Physician Practice

Q&A: Protecting patient privacy when interacting with a patient's employer

Physician Practice Insider, October 20, 2015

Q: I have a question about a scenario that occurred in the medical office where I am employed. A patient's employer called to make an appointment for one of our patients. We listened to the caller but did not disclose any information about the patient. The employer said he was taking the patient to the emergency department (ED). Our policy is to follow up with any patient who visits the ED. Is it a HIPAA violation to let the employer know this is our policy? Would it be a violation to allow the employer to make the follow-up visit and then let the patient know about the appointment? I understand this may not be the best practice, but I'm not sure if we are violating HIPAA in any way.

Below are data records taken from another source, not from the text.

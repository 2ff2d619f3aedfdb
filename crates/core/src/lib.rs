//! attrenc core - attribute-aware encoding and evaluation pipeline
//!
//! Prepares mixed categorical/continuous tabular data for an external learner
//! and scores the learner's predictions.
//!
//! Modules:
//! - `dataset`: CSV loading into positional string rows
//! - `schema`: per-column descriptor inference
//! - `encoder`: one-hot / scaled feature vectors and class labels
//! - `partition`: seeded train/test splitting
//! - `learner`: contract with the external learning component
//! - `baseline`: majority-class reference learner
//! - `evaluation`: thresholding and accuracy
//! - `report`: run summary and CSV listing
//! - `pipeline`: fail-fast orchestration of the stages above
//! - `config`: layered run configuration

pub mod baseline;
pub mod config;
pub mod dataset;
pub mod encoder;
pub mod errors;
pub mod evaluation;
pub mod learner;
pub mod partition;
pub mod pipeline;
pub mod report;
pub mod schema;

pub use baseline::{MajorityClassLearner, MajorityClassModel};
pub use config::{
    AttributeKind, AttributeTypes, InferenceScope, ProblemPreset, RunConfig, UnseenCategoryPolicy,
};
pub use dataset::{RawRecord, RawTable};
pub use encoder::{EncodedRecord, RecordEncoder};
pub use errors::{PipelineError, Result};
pub use evaluation::{evaluate, threshold, Accuracy, Evaluation, EvaluationResult};
pub use learner::{Learner, Model, TrainingParams};
pub use partition::{Partition, Partitioner};
pub use pipeline::{Pipeline, PreparedDataset};
pub use report::{RunReport, RESULTS_CSV_HEADER};
pub use schema::{AttributeDescriptor, FeatureLayout, FeatureSpan, Schema};

/// Run the whole pipeline for `config` with the given learner.
pub async fn run_pipeline<L: Learner>(config: RunConfig, learner: &mut L) -> Result<RunReport> {
    Pipeline::new(config)?.run(learner).await
}

/// Library version
pub const VERSION: &str = env!("CARGO_PKG_VERSION");
//! Delimited-text dataset loading
//!
//! Reads a header-prefixed CSV table into positional string rows. Column order
//! is preserved from the source and the last column is the prediction target.

use std::path::Path;

use crate::errors::{PipelineError, Result};

/// One raw row: ordered string fields, one per column.
pub type RawRecord = Vec<String>;

/// Header plus positional rows as read from the source file.
#[derive(Clone, Debug, Default, PartialEq, Eq)]
pub struct RawTable {
    pub headers: Vec<String>,
    pub records: Vec<RawRecord>,
}

impl RawTable {
    /// Read and parse a CSV file. The read is the pipeline's only suspension point.
    pub async fn load<P: AsRef<Path>>(path: P) -> Result<Self> {
        let path = path.as_ref();
        tracing::debug!("Reading dataset file {}", path.display());
        let content = tokio::fs::read_to_string(path).await?;
        Self::parse(&content)
    }

    /// Parse CSV text with a header row. Empty lines are skipped and every
    /// record must carry as many fields as the header.
    pub fn parse(content: &str) -> Result<Self> {
        let mut reader = csv::ReaderBuilder::new()
            .has_headers(true)
            .trim(csv::Trim::All)
            .from_reader(content.as_bytes());

        let headers = reader.headers()?.iter().map(str::to_string).collect();

        let mut records = Vec::new();
        for result in reader.records() {
            let record = result?;
            records.push(record.iter().map(str::to_string).collect());
        }

        Ok(Self { headers, records })
    }

    /// Number of columns declared by the header
    pub fn column_count(&self) -> usize {
        self.headers.len()
    }

    pub fn len(&self) -> usize {
        self.records.len()
    }

    pub fn is_empty(&self) -> bool {
        self.records.is_empty()
    }

    /// Drop the header and hand over the positional value sequences.
    pub fn into_records(self) -> Vec<RawRecord> {
        self.records
    }
}

/// Verify every row has the same field count as the first one.
pub(crate) fn check_rectangular(records: &[RawRecord]) -> Result<usize> {
    let first = records.first().ok_or(PipelineError::EmptyDataset)?;
    let width = first.len();
    if width == 0 {
        return Err(PipelineError::Parse("row 1: no columns".to_string()));
    }

    for (idx, record) in records.iter().enumerate() {
        if record.len() != width {
            return Err(PipelineError::Parse(format!(
                "row {}: expected {} fields, got {}",
                idx + 1,
                width,
                record.len()
            )));
        }
    }

    Ok(width)
}

#[cfg(test)]
mod tests {
    use super::*;
    use std::io::Write;
    use tempfile::NamedTempFile;

    const HEART_SAMPLE: &str = "\
age,sex,cp,trestbps,target
63,1,3,145,1

37,1,2,130,0
41,0,1,130,1
";

    #[test]
    fn test_parse_csv() -> Result<()> {
        let table = RawTable::parse(HEART_SAMPLE)?;

        assert_eq!(table.column_count(), 5);
        assert_eq!(table.len(), 3);
        assert_eq!(table.headers[0], "age");
        assert_eq!(table.records[1], vec!["37", "1", "2", "130", "0"]);

        Ok(())
    }

    #[test]
    fn test_parse_rejects_ragged_rows() {
        let err = RawTable::parse("a,b,c\n1,2,3\n4,5\n").unwrap_err();
        assert!(matches!(err, PipelineError::Parse(_)));
    }

    #[test]
    fn test_header_only_is_empty() -> Result<()> {
        let table = RawTable::parse("a,b\n")?;
        assert!(table.is_empty());
        assert_eq!(table.column_count(), 2);
        Ok(())
    }

    #[tokio::test]
    async fn test_load_from_file() -> anyhow::Result<()> {
        let mut file = NamedTempFile::new()?;
        write!(file, "{}", HEART_SAMPLE)?;
        file.flush()?;

        let table = RawTable::load(file.path()).await?;
        assert_eq!(table.into_records().len(), 3);

        Ok(())
    }

    #[tokio::test]
    async fn test_load_missing_file_is_io_error() {
        let err = RawTable::load("/nonexistent/attrenc/data.csv")
            .await
            .unwrap_err();
        assert!(matches!(err, PipelineError::Io(_)));
    }

    #[test]
    fn test_check_rectangular() {
        let rows = vec![vec!["a".to_string(), "b".to_string()], vec!["c".to_string()]];
        assert!(matches!(check_rectangular(&rows), Err(PipelineError::Parse(_))));
        assert!(matches!(check_rectangular(&[]), Err(PipelineError::EmptyDataset)));
    }
}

A: Informing the employer of your policy regarding follow-up with patients is not a HIPAA violation. You are not disclosing any PHI about the patient. There is no violation of HIPAA if you schedule a follow-up appointment through the employer as long as you do not communicate any information about the patient's condition to the employer. It's not the best method of following up with the patient, but it's not a violation. If you do permit the employer to schedule the follow-up appointment, it's a good idea to also reach out to the patient and let him or her know the appointment has been scheduled.

Editor's note: Chris Apgar, CISSP, president of Apgar & Associates, LLC, in Portland, Oregon, answered this question in the October issue of Briefings on HIPAA.